If speed is important, yes. If portability, and the ability to use Arduinos other than the Mega, is important, no.

joebert: I think I'm starting to understand how the port registers work, but would like some input.

Let's say I have 8 doors in my house to monitor using reed switches. According to the following section in pins_arduino.h I'm thinking I should connect these N/C reed switches to digital pins 22-29

  PD  , // PD 0 ** 21 ** I2C_SCL  
    PA  , // PA 0 ** 22 ** D22  
    PA  , // PA 1 ** 23 ** D23  
    PA  , // PA 2 ** 24 ** D24  
    PA  , // PA 3 ** 25 ** D25  
    PA  , // PA 4 ** 26 ** D26  
    PA  , // PA 5 ** 27 ** D27  
    PA  , // PA 6 ** 28 ** D28  
    PA  , // PA 7 ** 29 ** D29  
    PC  , // PC 7 ** 30 ** D30

Reason being, they all appear to be part of PINA to me, making me think I can do something like the following instead of using a digitalRead on all 8 pins on each iteration of loop().

uint16_t LAST_PINA = PINA;

void setup(){}

void loop() {     if(PINA != LAST_PINA)     {         // determine which pin changed state and do something     } }




Do I have the right idea here?

Yes that is the how one could do it at a real speed advantage over doing single digitalRead() statements and comparing with previous value stored for the pin(s).

You might also want to research pin change interrupt function. It generates a interrupt if any bit in a port changes without you having to poll the port. Inside the ISR you can do the compare with the last value read from the port.

Lefty

As Paul says you can do that but you will break the code from working on any other Arduino because the pin mapping will be different.

As in this case you don't need the speed I'd stick with digitalRead() and save that technique for one day when you do.


Rob

Thank you.

I think in this case, since these are door/window/etc contacts, I want to keep them working as close to real time as possible. I'm thinking using interrupts may be a better way to go.

"real time". Yes indeed.

With interrupts your code can react to a window opening within approximatly 0.1 microsecond. The speed of light (and that of electricty in wires is slower) will travel 30 meters. So if the wiring is long you Arduino will still be late in sensing the opening.

Reed switches take a while to react, too - how far is the window open before the magnetic fields lets go of the swinging element?

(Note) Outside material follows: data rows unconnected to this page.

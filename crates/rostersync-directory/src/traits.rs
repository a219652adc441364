//! Directory store trait
//!
//! The narrow interface the import engine uses to read and write entries.

use async_trait::async_trait;
use std::sync::Arc;

use crate::entry::{AttributeDelta, EntryKey, Filter, NewEntity, StoreEntity};
use crate::error::DirectoryResult;

/// A directory-backed identity store.
///
/// Every call may fail with a transient or permanent [`DirectoryError`].
/// Callers decide whether to retry by inspecting
/// [`DirectoryError::is_transient`].
///
/// [`DirectoryError`]: crate::error::DirectoryError
/// [`DirectoryError::is_transient`]: crate::error::DirectoryError::is_transient
#[async_trait]
pub trait DirectoryStore: Send + Sync {
    /// Display name used in logs.
    fn display_name(&self) -> &str;

    /// Read a single entry. Returns `Ok(None)` when the key is unknown.
    async fn get(&self, key: &EntryKey) -> DirectoryResult<Option<StoreEntity>>;

    /// Return every entry matching `filter`, ordered by key.
    async fn search(&self, filter: &Filter) -> DirectoryResult<Vec<StoreEntity>>;

    /// Create an entry and return its key.
    async fn create(&self, entity: NewEntity) -> DirectoryResult<EntryKey>;

    /// Apply an attribute delta to an existing entry.
    async fn modify(&self, key: &EntryKey, delta: &AttributeDelta) -> DirectoryResult<()>;

    /// Remove an entry.
    async fn delete(&self, key: &EntryKey) -> DirectoryResult<()>;

    /// Move an entry to another container and return its new key.
    async fn move_entry(&self, key: &EntryKey, new_container: &str) -> DirectoryResult<EntryKey>;

    /// Check if an entry exists under the given key.
    async fn exists(&self, key: &EntryKey) -> DirectoryResult<bool> {
        Ok(self.get(key).await?.is_some())
    }
}

#[async_trait]
impl<T: DirectoryStore + ?Sized> DirectoryStore for Arc<T> {
    fn display_name(&self) -> &str {
        (**self).display_name()
    }

    async fn get(&self, key: &EntryKey) -> DirectoryResult<Option<StoreEntity>> {
        (**self).get(key).await
    }

    async fn search(&self, filter: &Filter) -> DirectoryResult<Vec<StoreEntity>> {
        (**self).search(filter).await
    }

    async fn create(&self, entity: NewEntity) -> DirectoryResult<EntryKey> {
        (**self).create(entity).await
    }

    async fn modify(&self, key: &EntryKey, delta: &AttributeDelta) -> DirectoryResult<()> {
        (**self).modify(key, delta).await
    }

    async fn delete(&self, key: &EntryKey) -> DirectoryResult<()> {
        (**self).delete(key).await
    }

    async fn move_entry(&self, key: &EntryKey, new_container: &str) -> DirectoryResult<EntryKey> {
        (**self).move_entry(key, new_container).await
    }
}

What is the output when you have detected a dorr/window changing? Sending a serial message to a logger? With the speed of serial that is going to be WAY late.

Of course we know the time it happened. Getting a timestamp is getting tricky - microseconds() is only accurate to 4 us, and reading time from a RTC (realTimeClock) is certainly going to be off ... they only give it to the nearest second, but you can supplement by some microseconds manipulation.

If you want to exercise your code skills, or otherwise want to use interrupts / port reading for the sheer hell of it, then that is a good reason.

Otherwise do a simple digitalRead(Item[idx]) like construct. You will be late by maybe 100 microseconds. Does it matter if the window opened at 10:24:44.334561 AM or 10:24:44.334761 ?

uint16_t LAST_PINA = PINA;

PINA is an eight bit register.

While that particular assignment will work there are similar things that will not work. I strongly suggest you get in the habit of putting executable initialization in setup...

uint8_t LAST_PINA;

void setup( void )
{
  LAST_PINA = PINA;
}
 if(PINA != LAST_PINA)
    {
        // determine which pin changed state and do something
    }

That's the tricky bit isn't it? Now you have to work out which one changed.

Make life easy for yourself. Burglars don't open a window in a nanosecond. Write code that is easy to read. In a couple of years' time, you'll thank me, when you go to modify it.